Activity | Each line of the listing below that includes "PathBuf" must be copied.

Input data |
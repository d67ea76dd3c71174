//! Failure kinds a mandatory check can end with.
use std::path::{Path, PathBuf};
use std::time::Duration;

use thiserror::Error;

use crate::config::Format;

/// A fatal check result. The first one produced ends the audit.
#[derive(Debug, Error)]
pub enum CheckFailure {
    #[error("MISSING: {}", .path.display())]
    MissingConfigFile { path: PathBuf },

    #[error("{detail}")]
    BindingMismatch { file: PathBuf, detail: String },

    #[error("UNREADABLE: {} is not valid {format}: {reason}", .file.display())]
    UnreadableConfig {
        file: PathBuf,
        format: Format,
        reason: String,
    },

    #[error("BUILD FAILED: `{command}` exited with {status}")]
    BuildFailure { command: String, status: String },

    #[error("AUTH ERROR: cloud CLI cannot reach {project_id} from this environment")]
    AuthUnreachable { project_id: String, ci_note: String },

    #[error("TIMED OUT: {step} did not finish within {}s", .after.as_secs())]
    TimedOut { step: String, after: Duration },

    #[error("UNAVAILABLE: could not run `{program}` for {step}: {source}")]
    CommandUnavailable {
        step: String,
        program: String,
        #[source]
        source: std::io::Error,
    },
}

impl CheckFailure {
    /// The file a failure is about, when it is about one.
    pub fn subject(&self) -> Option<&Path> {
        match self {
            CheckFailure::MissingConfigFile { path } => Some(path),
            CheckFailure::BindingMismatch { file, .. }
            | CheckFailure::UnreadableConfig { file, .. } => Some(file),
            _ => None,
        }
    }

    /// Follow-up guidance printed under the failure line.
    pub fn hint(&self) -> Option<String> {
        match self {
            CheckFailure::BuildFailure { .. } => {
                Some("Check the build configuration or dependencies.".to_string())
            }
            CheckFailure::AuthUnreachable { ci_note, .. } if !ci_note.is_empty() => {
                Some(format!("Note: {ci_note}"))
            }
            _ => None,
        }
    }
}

Result below |
use std::path::{Path, PathBuf};
    MissingConfigFile { path: PathBuf },
    BindingMismatch { file: PathBuf, detail: String },
        file: PathBuf,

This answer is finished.